Palmitoylethanolamide (PEA) is an endogenous fatty acid, with an amide (protein) attached, and yes they belong to a class of agonists as you pointed out, and it is also found as a nutrient in its un-tampered form. PEA can be found in high amounts in blue-green algaes, cheddar cheese. Consuming these foods does not yield the same result as PEA in a modified pharmaceutical form, so we can see that “side effects” (from the drug) come from molecular modifications to its chemical structure. They act very differently, for many of the same reasons I mentioned in the previous paragraph. This brings up an interesting point…

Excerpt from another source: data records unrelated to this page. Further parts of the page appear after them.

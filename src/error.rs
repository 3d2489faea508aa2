use thiserror::Error;

use crate::questions::Difficulty;

/// Errors that are allowed to escape a component boundary.
///
/// Remote feedback failures and classifier failures never show up here:
/// both are absorbed where they happen and turned into degraded result
/// values (`Feedback::Degraded`, the zeroed `EmotionDistribution`), so
/// the session loop only ever has to deal with catalog misconfiguration.
#[derive(Debug, Error)]
pub enum CoachError {
    #[error("no questions available for difficulty {difficulty:?}")]
    NoQuestionsAvailable { difficulty: Option<Difficulty> },
}
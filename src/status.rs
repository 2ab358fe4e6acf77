//! Two-line status message shown at the bottom of the canvas.

use tracing::{error, info, warn};

#[derive(Debug, Clone, Copy, PartialEq, Eq)]
pub enum Severity {
    Info,
    Warning,
    Error,
}

#[derive(Debug, Clone, PartialEq, Eq)]
pub struct StatusLine {
    pub severity: Severity,
    pub title: String,
    pub detail: String,
}

impl Default for StatusLine {
    fn default() -> Self {
        Self {
            severity: Severity::Info,
            title: String::new(),
            detail: String::new(),
        }
    }
}

impl StatusLine {
    /// Replace the message. Every pushed message is also logged.
    pub fn push(&mut self, severity: Severity, title: impl Into<String>, detail: impl Into<String>) {
        self.severity = severity;
        self.title = title.into();
        self.detail = detail.into();
        match severity {
            Severity::Info => info!(title = %self.title, "{}", self.detail),
            Severity::Warning => warn!(title = %self.title, "{}", self.detail),
            Severity::Error => error!(title = %self.title, "{}", self.detail),
        }
    }

    pub fn info(&mut self, title: impl Into<String>, detail: impl Into<String>) {
        self.push(Severity::Info, title, detail);
    }

    pub fn warning(&mut self, detail: impl std::fmt::Display) {
        self.push(Severity::Warning, "[warning]", detail.to_string());
    }

    pub fn error(&mut self, title: impl Into<String>, detail: impl std::fmt::Display) {
        self.push(Severity::Error, title, detail.to_string());
    }
}

#[cfg(test)]
mod tests {
    use super::*;
    use crate::error::PlanError;

    #[test]
    fn warning_uses_error_text_as_detail() {
        let mut status = StatusLine::default();
        status.warning(PlanError::RoomExists { x: 1, y: 2 });
        assert_eq!(status.severity, Severity::Warning);
        assert_eq!(status.title, "[warning]");
        assert_eq!(status.detail, "Selected room already exists.");
    }
}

When pharmacology is seeking to create a drug, it does so through “molecular mimicry”. Which means that all drugs attempt to mimic a natural agent already seen in nature, so our body can “recognize it” and bring it into the intended location, however due the laws of drug production in our country, it must be modified in some way to reclassify it as a drug. It may be something grown in nature (PEA, salicylic acid, etc), or an agent made endogenously in our bodies. A great example of this is Salicylic acid, which comes from willow bark. Acetylsalicylic acid is the modified (drug) version used in Aspirin, which has a very different effect metabolically speaking than the nutrient form which is found in willow bark, raisins, blackberries, etc. Both salicylic acid (nutrient) and acetylsalicylic acid (drug) affect the COX enzyme and decreases its activity, but do so in different ways, through different enzymatic cascades.
L-Dopa is converted by two enzymes in the cascade in order to make dopamine. Therefore, it is not L-Dopa that lands in the receptor site, but dopamine, after converted by they body’s enzymes. Once it’s in a dopamine form, then it can be used as such. It’s common practice to administer L-Dopa along with COMT (another enzyme) inhibitors. COMT inhibitors are used in all Parkinsons disease treatment. So we see yet more examples of enzymatic inhibition with neurotransmitter drug use. L-Dopa is also commonly used with other enzyme inhibitors to boost the treatment called DDCI’s (another long one so I’ll just abbreviate).
Both L-Dopa and Tyrosine, the amino acid found in most meats, “can” metabolize into dopamine (provided other key nutrients are present). However, the effects of L-Dopa and Tyrosine are quite different, especially considering side effects.
Honestly, I agree with you whole heartedly on virtually all that you’re saying. The main impetus of my message is that there is a mechanism, or activity, that occurs beyond the receptor site caused by a metabolic enzyme. Once activated, or inhibited, there are follow on cascades which again involve additional metabolic enzymes. Pharmacology in America really seeks to go after inhibition as a focus. In other countries, nutrients are classified as drugs, Germany is one example of that…I hope it never comes to this in the states.
This tendency making supplements and foods into drugs brings up a hurdle so high that these foodcompounds will never than be able to reach the patient anymore. This is a real thread. The introduction of Souvenaid for Alzheimer in the Netherlands provoked straightliners to attack government and ask to put Souvenaid in the class of drugs in stead of food for medical purposes. What can we do?